■ WHAT TO PRODUCE: Copy out exactly the lines from the start of the data to the line containing "fn drop(&mut self)". Include both.

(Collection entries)
//! Raster editing engine: a layer stack, a selection that masks writes, and
//! brush / eraser / marquee tools driven by pointer events.

#[macro_use]
pub mod logger;

pub mod canvas;
pub mod cli;
pub mod components;
pub mod damage;
pub mod error;
pub mod geometry;
pub mod io;
pub mod layout;
pub mod ops;
pub mod project;
pub mod selection;
pub mod settings;

pub use canvas::{Layer, LayerStack};
pub use components::tools::{Tool, ToolDispatcher, ToolParameterStore, ToolParameters};
pub use damage::Damage;
pub use error::{EditorError, Result};
pub use geometry::{PixelRect, Point};
pub use project::Project;
pub use selection::{Selection, SelectionRegion};
use std::path::PathBuf;
use std::sync::mpsc;
use std::time::Duration;

use image::Rgba;
use pmig::components::tools::{Tool, ToolParameterStore};
use pmig::io::{self, ExportFormat, ExportOptions, IoResult};
use pmig::layout::{load_layout, save_layout, WindowLayout};
use pmig::settings::EngineSettings;
use pmig::{EditorError, Point, Project};

const WHITE: Rgba<u8> = Rgba([255, 255, 255, 255]);
const RED: Rgba<u8> = Rgba([255, 0, 0, 255]);

/// Fresh scratch directory, removed on drop.
struct Scratch(PathBuf);

impl Scratch {
    fn new() -> Self {
        let dir = std::env::temp_dir().join(format!("pmig-test-{}", uuid::Uuid::new_v4()));
        std::fs::create_dir_all(&dir).unwrap();
        Self(dir)
    }

    fn file(&self, name: &str) -> PathBuf {
        self.0.join(name)
    }
}

impl Drop for Scratch {
    fn drop(&mut self) {
        let _ = std::fs::remove_dir_all(&self.0);
    }
}

/// A canvas with opaque, blended and erased pixels.
fn painted() -> Project {
    let params = ToolParameterStore::default();
    params.set_brush_color(RED);
    params.set_brush_size(3);
    params.set_anti_aliasing(true);
    let mut p = Project::new_untitled(1, 12, 8, WHITE, params).unwrap();
    p.pointer_down(Point::new(2, 2)).unwrap();
    p.pointer_move(Point::new(9, 5)).unwrap();
    p.pointer_up(Point::new(9, 5)).unwrap();

    p.select_tool(Tool::Eraser);
    p.params().set_eraser_size(2);
    p.pointer_down(Point::new(10, 1)).unwrap();
    p.pointer_up(Point::new(10, 1)).unwrap();
    p.select_tool(Tool::Brush);
    p
}

#[test]
fn png_export_reopens_pixel_identical() {
    let dir = Scratch::new();
    let path = dir.file("out.png");
    let mut p = painted();
    assert!(p.is_dirty);
    let expected = p.composite();

    p.save_image(&path, "png").unwrap();
    assert!(!p.is_dirty);

    let reopened = Project::from_file(&path, ToolParameterStore::default()).unwrap();
    assert_eq!(reopened.layers().len(), 1);
    assert_eq!(reopened.composite(), expected);
    assert_eq!(reopened.name, "out.png");
    assert!(!reopened.selection().is_some());
}

#[test]
fn tiff_export_reopens_pixel_identical() {
    let dir = Scratch::new();
    let path = dir.file("out.tiff");
    let p = painted();
    io::save_image(p.layers(), &path, "TIFF", ExportOptions::default()).unwrap();

    let stack = io::open_image(&path).unwrap();
    assert_eq!(stack.composite(), p.composite());
}

#[test]
fn lossy_export_keeps_document_dirty() {
    let dir = Scratch::new();
    let path = dir.file("out.jpg");
    let mut p = painted();
    p.save_image(&path, "jpg").unwrap();
    assert!(p.is_dirty);
    assert!(path.exists());
}

#[test]
fn unknown_format_token_writes_nothing() {
    let dir = Scratch::new();
    let path = dir.file("out.xyz");
    let mut p = painted();
    let err = p.save_image(&path, "xyz").unwrap_err();
    assert!(matches!(err, EditorError::Format(_)));
    assert!(!path.exists());
    assert!(p.is_dirty);
}

#[test]
fn failed_open_keeps_current_document() {
    let dir = Scratch::new();
    let garbage = dir.file("garbage.png");
    std::fs::write(&garbage, b"definitely not an image").unwrap();

    let mut p = painted();
    p.select_tool(Tool::Marquee);
    p.pointer_down(Point::new(1, 1)).unwrap();
    p.pointer_up(Point::new(4, 4)).unwrap();
    let before = p.composite();
    let title = p.display_title();

    let err = p.open_image(&garbage).unwrap_err();
    assert!(matches!(err, EditorError::Format(_)));
    let err = p.open_image(&dir.file("missing.png")).unwrap_err();
    assert!(matches!(err, EditorError::Io { .. }));

    assert_eq!(p.composite(), before);
    assert!(p.selection().is_some());
    assert_eq!(p.display_title(), title);
    assert!(p.path.is_none());
}

#[test]
fn successful_open_replaces_stack_and_clears_selection() {
    let dir = Scratch::new();
    let path = dir.file("small.png");
    image::RgbaImage::from_pixel(3, 2, RED).save(&path).unwrap();

    let mut p = painted();
    let rx = p.subscribe();
    p.select_tool(Tool::Marquee);
    p.pointer_down(Point::new(0, 0)).unwrap();
    p.pointer_up(Point::new(2, 2)).unwrap();

    p.open_image(&path).unwrap();
    assert_eq!((p.layers().width(), p.layers().height()), (3, 2));
    assert!(!p.selection().is_some());
    assert!(!p.is_dirty);
    assert_eq!(p.path.as_deref(), Some(path.as_path()));
    assert_eq!(rx.try_iter().last(), Some(pmig::Damage::Document));
}

#[test]
fn project_file_round_trips_layers() {
    let dir = Scratch::new();
    let path = dir.file("doc.pmig");
    let mut p = painted();
    let ink = p.new_layer("Ink");
    p.pointer_down(Point::new(6, 6)).unwrap();
    p.pointer_up(Point::new(6, 6)).unwrap();
    p.select_tool(Tool::Marquee);
    p.pointer_down(Point::new(0, 0)).unwrap();
    p.pointer_up(Point::new(3, 3)).unwrap();

    p.save_project(&path).unwrap();
    assert!(!p.is_dirty);
    assert_eq!(p.name, "doc.pmig");

    let loaded = Project::from_file(&path, ToolParameterStore::default()).unwrap();
    let (a, b) = (p.layers(), loaded.layers());
    assert_eq!(b.len(), 2);
    assert_eq!(b.current_layer().unwrap(), ink);
    for (la, lb) in a.layers().iter().zip(b.layers()) {
        assert_eq!(la.name, lb.name);
        assert_eq!(la.visible, lb.visible);
        assert_eq!(la.pixels.to_rgba_image(), lb.pixels.to_rgba_image());
    }
    // The selection is not part of the document file.
    assert!(!loaded.selection().is_some());
}

#[test]
fn project_loader_rejects_foreign_files() {
    let dir = Scratch::new();
    let path = dir.file("fake.pmig");
    std::fs::write(&path, [0u8; 64]).unwrap();
    assert!(matches!(io::load_project(&path), Err(EditorError::Project(_))));
}

#[test]
fn background_export_reports_completion() {
    let dir = Scratch::new();
    let path = dir.file("bg.png");
    let mut p = painted();
    let expected = p.composite();
    let (tx, rx) = mpsc::channel();

    p.export_in_background(path.clone(), ExportFormat::Png, tx);
    // Keep editing while the snapshot is encoded.
    p.pointer_down(Point::new(0, 7)).unwrap();

    match rx.recv_timeout(Duration::from_secs(30)).unwrap() {
        IoResult::SaveComplete { path: done, format } => {
            assert_eq!(done, path);
            assert_eq!(format, ExportFormat::Png);
        }
        IoResult::SaveFailed { error, .. } => panic!("export failed: {error}"),
    }
    assert_eq!(io::decode_image(&path).unwrap(), expected);
}

#[test]
fn settings_file_seeds_new_documents() {
    let dir = Scratch::new();
    let path = dir.file("cfg/pmig_settings.cfg");
    std::fs::create_dir_all(path.parent().unwrap()).unwrap();
    std::fs::write(
        &path,
        "# defaults\n\
         canvas_width=32\n\
         canvas_height=16\n\
         background=#00000000\n\
         brush_size=4\n\
         line_style=dotted\n\
         eraser_shape=round\n\
         bogus_key=1\n",
    )
    .unwrap();

    let settings = EngineSettings::load_from(&path);
    let p = Project::from_settings(2, &settings).unwrap();
    assert_eq!((p.layers().width(), p.layers().height()), (32, 16));
    assert_eq!(
        p.layers().pixel_at(0, Point::new(0, 0)).unwrap(),
        Rgba([0, 0, 0, 0])
    );
    let params = p.params().snapshot();
    assert_eq!(params.brush_size, 4);
    assert_eq!(params.eraser_size, 10);

    settings.save_to(&path).unwrap();
    assert_eq!(EngineSettings::load_from(&path), settings);
}

#[test]
fn window_layout_survives_restart() {
    let dir = Scratch::new();
    let path = dir.file("layout.bin");
    let layout = WindowLayout {
        geometry: vec![1, 2, 3, 4],
        state: vec![9; 40],
    };
    save_layout(&path, &layout).unwrap();
    assert_eq!(load_layout(&path).unwrap(), layout);

    std::fs::write(&path, [10u8, 1, 2]).unwrap();
    assert!(load_layout(&path).is_err());
}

■ ANSWER TO THE EXERCISE:
//! Raster editing engine: a layer stack, a selection that masks writes, and
//! brush / eraser / marquee tools driven by pointer events.

#[macro_use]
pub mod logger;

pub mod canvas;
pub mod cli;
pub mod components;
pub mod damage;
pub mod error;
pub mod geometry;
pub mod io;
pub mod layout;
pub mod ops;
pub mod project;
pub mod selection;
pub mod settings;

pub use canvas::{Layer, LayerStack};
pub use components::tools::{Tool, ToolDispatcher, ToolParameterStore, ToolParameters};
pub use damage::Damage;
pub use error::{EditorError, Result};
pub use geometry::{PixelRect, Point};
pub use project::Project;
pub use selection::{Selection, SelectionRegion};
use std::path::PathBuf;
use std::sync::mpsc;
use std::time::Duration;

use image::Rgba;
use pmig::components::tools::{Tool, ToolParameterStore};
use pmig::io::{self, ExportFormat, ExportOptions, IoResult};
use pmig::layout::{load_layout, save_layout, WindowLayout};
use pmig::settings::EngineSettings;
use pmig::{EditorError, Point, Project};

const WHITE: Rgba<u8> = Rgba([255, 255, 255, 255]);
const RED: Rgba<u8> = Rgba([255, 0, 0, 255]);

/// Fresh scratch directory, removed on drop.
struct Scratch(PathBuf);

impl Scratch {
    fn new() -> Self {
        let dir = std::env::temp_dir().join(format!("pmig-test-{}", uuid::Uuid::new_v4()));
        std::fs::create_dir_all(&dir).unwrap();
        Self(dir)
    }

    fn file(&self, name: &str) -> PathBuf {
        self.0.join(name)
    }
}

impl Drop for Scratch {
    fn drop(&mut self) {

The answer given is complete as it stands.